Wamendagri Bima Arya: Pemimpin Masa Depan Harus Bisa Membaca Perubahan

BANDUNG, FAKTANASIONAL.NET – Wakil Menteri Dalam Negeri (Wamendagri) Bima Arya Sugiarto menegaskan, kemampuan membaca perubahan dan memimpin transformasi menjadi kunci lahirnya pemimpin yang mampu menjawab tantangan zaman.

Perubahan global yang berlangsung sangat cepat menuntut setiap pemimpin tidak hanya beradaptasi, tetapi juga mampu mengantisipasi sekaligus mengarahkan perubahan.

“Banyak pemimpin mencapai puncak karier bukan karena sekadar mengikuti perubahan, melainkan karena mampu memimpin perubahan. Kuncinya adalah mampu membaca tanda-tanda zaman dan melihat arah masa depan. Mereka yang mampu memimpin perubahan akan menjadi pemenang,” ujar Bima saat menjadi pembicara dalam acara Advanced Leadership Programme (ALDP) 2026 bertajuk ‘Strategic Leadership for Innovative Growth’ di Bandung, Jawa Barat, Selasa (21/7/2026).

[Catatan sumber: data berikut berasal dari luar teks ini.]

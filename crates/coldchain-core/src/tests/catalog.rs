use coldchain_types::error::ColdchainError;
use coldchain_types::ChainId;

use crate::catalog::{
    Archive, ArchiveCatalog, CatalogDocument, CatalogStore, ChainStatus, UploadState,
};
use crate::testutil::{aid, catalog_of, ts, uploaded};

fn pending(id: u8, chain: &str, level: u32) -> Archive {
    Archive::new(aid(id), ChainId::new(chain), level, ts(1, level), 100, None)
}

#[test]
fn record_rejects_duplicates() {
    let mut catalog = ArchiveCatalog::new();
    catalog.record(pending(1, "c1", 0)).unwrap();
    let err = catalog.record(pending(1, "c1", 0)).unwrap_err();
    assert!(matches!(err, ColdchainError::DuplicateArchive(_)));
}

#[test]
fn incremental_needs_a_live_full() {
    let mut catalog = ArchiveCatalog::new();
    let err = catalog.record(pending(2, "c1", 1)).unwrap_err();
    assert!(matches!(err, ColdchainError::ChainIntegrity(_)));

    catalog.record(pending(1, "c1", 0)).unwrap();
    catalog.record(pending(2, "c1", 1)).unwrap();
    let err = catalog.record(pending(3, "c1", 0)).unwrap_err();
    assert!(matches!(err, ColdchainError::ChainIntegrity(_)), "second FULL: {err}");
}

#[test]
fn upload_lifecycle() {
    let mut catalog = catalog_of(vec![pending(1, "c1", 0)]);
    catalog.mark_uploading(&aid(1)).unwrap();
    assert!(catalog.mark_uploaded(&aid(1), "r1", ts(2, 0)).unwrap());
    // Same confirmation again is a no-op.
    assert!(!catalog.mark_uploaded(&aid(1), "r1", ts(3, 0)).unwrap());
    let archive = catalog.get(&aid(1)).unwrap();
    assert_eq!(archive.upload_state, UploadState::Uploaded);
    assert_eq!(archive.uploaded_at, Some(ts(2, 0)));

    let err = catalog.mark_uploaded(&aid(1), "r2", ts(3, 0)).unwrap_err();
    assert!(matches!(err, ColdchainError::ReconciliationConflict(_)));
    assert_eq!(catalog.total_uploaded_size(), 100);
}

#[test]
fn hold_returns_archive_to_pending_with_a_timestamp() {
    let mut catalog = catalog_of(vec![pending(1, "c1", 0)]);
    catalog.mark_uploading(&aid(1)).unwrap();
    catalog.hold_for_inventory(&aid(1), ts(5, 0)).unwrap();
    let archive = catalog.get(&aid(1)).unwrap();
    assert_eq!(archive.upload_state, UploadState::Pending);
    assert_eq!(archive.awaiting_inventory_since, Some(ts(5, 0)));
    assert!(archive.last_error.is_some());

    catalog.release_hold(&aid(1)).unwrap();
    assert!(catalog.get(&aid(1)).unwrap().awaiting_inventory_since.is_none());
}

#[test]
fn chain_deletion_requires_every_member_uploaded() {
    let mut catalog = catalog_of(vec![
        uploaded(1, "c1", 0, ts(1, 0), 10),
        pending(2, "c1", 1),
    ]);
    let err = catalog.stage_chain_deletion(&ChainId::new("c1")).unwrap_err();
    assert!(matches!(err, ColdchainError::ChainIntegrity(_)));
    assert_eq!(catalog.get(&aid(1)).unwrap().upload_state, UploadState::Uploaded);
}

#[test]
fn full_is_deleted_last() {
    let chain = ChainId::new("c1");
    let mut catalog = catalog_of(vec![
        uploaded(1, "c1", 0, ts(1, 0), 10),
        uploaded(2, "c1", 1, ts(1, 1), 5),
        uploaded(3, "c1", 2, ts(1, 2), 5),
    ]);
    let staged = catalog.stage_chain_deletion(&chain).unwrap();
    assert_eq!(staged.len(), 3);
    assert_eq!(catalog.total_uploaded_size(), 0);
    assert_eq!(catalog.chains_pending_deletion(), vec![chain.clone()]);

    let err = catalog.mark_deleted(&aid(1)).unwrap_err();
    assert!(matches!(err, ColdchainError::ChainIntegrity(_)));

    catalog.mark_deleted(&aid(3)).unwrap();
    catalog.mark_deleted(&aid(2)).unwrap();
    catalog.mark_deleted(&aid(1)).unwrap();
    // Repeated confirmation is harmless.
    catalog.mark_deleted(&aid(1)).unwrap();

    let summary = &catalog.chains()[0];
    assert_eq!(summary.status, ChainStatus::Deleted);
    assert!(catalog.chains_pending_deletion().is_empty());
}

#[test]
fn deleted_chain_cannot_be_reuploaded() {
    let mut catalog = catalog_of(vec![uploaded(1, "c1", 0, ts(1, 0), 10)]);
    catalog.stage_chain_deletion(&ChainId::new("c1")).unwrap();
    let err = catalog.mark_pending(&aid(1), None).unwrap_err();
    assert!(matches!(err, ColdchainError::ChainIntegrity(_)));
}

#[test]
fn chain_summaries_track_status() {
    let catalog = catalog_of(vec![
        uploaded(1, "c1", 0, ts(1, 0), 10),
        uploaded(2, "c1", 1, ts(1, 1), 5),
        pending(3, "c2", 0),
    ]);
    let chains = catalog.chains();
    assert_eq!(chains.len(), 2);
    assert_eq!(chains[0].chain_id, ChainId::new("c1"));
    assert_eq!(chains[0].status, ChainStatus::Uploaded);
    assert_eq!(chains[0].size_bytes, 15);
    assert_eq!(chains[0].max_level, 1);
    assert_eq!(chains[0].full_created_at, Some(ts(1, 0)));
    assert_eq!(chains[1].status, ChainStatus::Pending);
}

#[test]
fn store_round_trips_and_starts_empty() {
    let tmp = tempfile::tempdir().unwrap();
    let store = CatalogStore::new(tmp.path().join("catalog.json"));
    let empty = store.load().unwrap();
    assert!(empty.catalog.is_empty());
    assert_eq!(empty.version, 1);

    let mut doc = CatalogDocument::default();
    doc.catalog.record(uploaded(1, "c1", 0, ts(1, 0), 10)).unwrap();
    doc.sequencer.chain_counter = 4;
    store.save(&doc).unwrap();
    assert_eq!(store.load().unwrap(), doc);
}

#[test]
fn unknown_catalog_version_is_corrupt_state() {
    let tmp = tempfile::tempdir().unwrap();
    let path = tmp.path().join("catalog.json");
    std::fs::write(&path, r#"{"version": 9}"#).unwrap();
    let err = CatalogStore::new(&path).load().unwrap_err();
    assert!(matches!(err, ColdchainError::CorruptState { .. }));

    std::fs::write(&path, "not json").unwrap();
    let err = CatalogStore::new(&path).load().unwrap_err();
    assert!(matches!(err, ColdchainError::CorruptState { .. }));
}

Bima menjelaskan, percepatan perubahan global ditandai dengan bergesernya konstelasi geopolitik dunia, munculnya kekuatan-kekuatan baru, serta pesatnya perkembangan teknologi, khususnya Akal Imitasi (AI). Kondisi tersebut menuntut lahirnya pemimpin yang adaptif, berpandangan jauh ke depan, dan mampu mengambil keputusan secara tepat di tengah dinamika yang terus berubah.

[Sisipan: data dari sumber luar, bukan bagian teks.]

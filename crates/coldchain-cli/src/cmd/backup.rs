use chrono::Utc;

use coldchain_core::commands::backup::{self, BackupRequest};
use coldchain_core::config::ColdchainConfig;
use coldchain_core::producer::CommandProducer;
use coldchain_core::report::RunStatus;

use crate::cmd::print_events;
use crate::format::{format_bytes, format_level};

pub(crate) fn run_backup(config: &ColdchainConfig) -> Result<RunStatus, Box<dyn std::error::Error>> {
    let producer = CommandProducer::new(
        config.archive.command.clone(),
        config.archive.encrypt_command.clone(),
        config.archive_timeout()?,
    );
    let report = backup::run(
        config,
        BackupRequest {
            producer: &producer,
            now: Utc::now(),
        },
    )?;

    println!(
        "Archive {} written: {} of chain {} ({})",
        report.archive.archive_id.short(),
        format_level(report.archive.level),
        report.archive.chain_id,
        format_bytes(report.archive.size_bytes),
    );
    if let Some(closed) = &report.plan.closes {
        println!("Chain {closed} closed.");
    }
    if report.plan.seals {
        println!("Chain {} sealed at its level cap.", report.plan.chain_id);
    }
    for chain_id in &report.markers {
        println!("Chain {chain_id} is ready for upload.");
    }
    print_events(&report.events);
    Ok(report.status())
}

Ia menambahkan, tantangan tersebut juga dihadapi Indonesia, terutama dalam memanfaatkan bonus demografi yang diperkirakan berakhir sekitar 2040. Karena itu, pemerintah pusat dan daerah sedang memaksimalkan momentum tersebut melalui peningkatan kualitas pendidikan, kesehatan, dan sumber daya manusia agar Indonesia mampu keluar dari risiko negara berpendapatan menengah serta mewujudkan visi menjadi negara maju.